Produce as output only the lines below starting at the line with "操作系统和 CPU 架构（使用注册表的命名）" and continuing through the line with "let os = match", each one exactly as written.

BEGIN DATA SUPPLIED

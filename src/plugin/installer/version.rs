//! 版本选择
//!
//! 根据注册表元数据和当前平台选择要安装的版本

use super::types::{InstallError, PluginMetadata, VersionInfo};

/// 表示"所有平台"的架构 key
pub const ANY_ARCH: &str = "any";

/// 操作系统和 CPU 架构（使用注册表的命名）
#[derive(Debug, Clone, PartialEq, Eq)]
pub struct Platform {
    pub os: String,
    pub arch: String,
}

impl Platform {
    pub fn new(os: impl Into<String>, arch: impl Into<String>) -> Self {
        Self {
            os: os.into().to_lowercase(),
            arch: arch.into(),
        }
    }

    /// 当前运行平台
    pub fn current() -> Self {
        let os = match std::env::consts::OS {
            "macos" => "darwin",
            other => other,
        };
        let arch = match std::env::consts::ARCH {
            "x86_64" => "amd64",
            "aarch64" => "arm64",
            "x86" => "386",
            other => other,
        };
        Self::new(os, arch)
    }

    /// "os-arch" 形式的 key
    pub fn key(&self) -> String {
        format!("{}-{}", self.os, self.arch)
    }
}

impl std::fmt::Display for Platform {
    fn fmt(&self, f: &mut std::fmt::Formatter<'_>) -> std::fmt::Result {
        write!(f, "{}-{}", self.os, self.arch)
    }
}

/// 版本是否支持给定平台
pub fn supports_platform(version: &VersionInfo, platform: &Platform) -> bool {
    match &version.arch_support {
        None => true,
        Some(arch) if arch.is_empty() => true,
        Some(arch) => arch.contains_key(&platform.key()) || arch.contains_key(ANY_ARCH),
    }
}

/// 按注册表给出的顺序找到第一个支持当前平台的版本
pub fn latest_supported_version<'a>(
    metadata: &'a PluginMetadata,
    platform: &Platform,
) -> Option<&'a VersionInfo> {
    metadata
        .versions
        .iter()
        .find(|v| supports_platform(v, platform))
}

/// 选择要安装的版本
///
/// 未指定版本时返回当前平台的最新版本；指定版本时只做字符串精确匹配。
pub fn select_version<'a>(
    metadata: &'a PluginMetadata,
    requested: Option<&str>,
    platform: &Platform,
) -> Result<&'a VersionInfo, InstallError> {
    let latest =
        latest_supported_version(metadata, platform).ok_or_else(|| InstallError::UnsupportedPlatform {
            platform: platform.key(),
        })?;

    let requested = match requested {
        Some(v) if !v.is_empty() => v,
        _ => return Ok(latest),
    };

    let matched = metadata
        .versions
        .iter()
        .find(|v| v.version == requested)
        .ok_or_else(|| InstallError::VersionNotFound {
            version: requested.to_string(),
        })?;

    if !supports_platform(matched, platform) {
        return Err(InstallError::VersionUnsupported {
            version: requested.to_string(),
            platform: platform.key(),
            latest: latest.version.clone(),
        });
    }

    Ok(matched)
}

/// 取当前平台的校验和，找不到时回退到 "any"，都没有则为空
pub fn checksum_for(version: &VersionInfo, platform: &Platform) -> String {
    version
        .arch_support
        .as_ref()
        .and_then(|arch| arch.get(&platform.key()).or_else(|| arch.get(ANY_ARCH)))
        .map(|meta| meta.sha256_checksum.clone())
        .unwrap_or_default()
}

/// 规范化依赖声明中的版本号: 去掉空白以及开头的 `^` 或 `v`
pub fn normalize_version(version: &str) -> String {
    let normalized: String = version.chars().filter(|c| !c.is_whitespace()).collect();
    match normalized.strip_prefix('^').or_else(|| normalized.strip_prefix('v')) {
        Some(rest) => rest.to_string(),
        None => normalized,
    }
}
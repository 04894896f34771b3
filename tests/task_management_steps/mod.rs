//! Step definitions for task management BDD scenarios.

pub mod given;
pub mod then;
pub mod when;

END DATA SUPPLIED

(ANSWER SPACE):
/// 操作系统和 CPU 架构（使用注册表的命名）
#[derive(Debug, Clone, PartialEq, Eq)]
pub struct Platform {
    pub os: String,
    pub arch: String,
}

impl Platform {
    pub fn new(os: impl Into<String>, arch: impl Into<String>) -> Self {
        Self {
            os: os.into().to_lowercase(),
            arch: arch.into(),
        }
    }

    /// 当前运行平台
    pub fn current() -> Self {
        let os = match std::env::consts::OS {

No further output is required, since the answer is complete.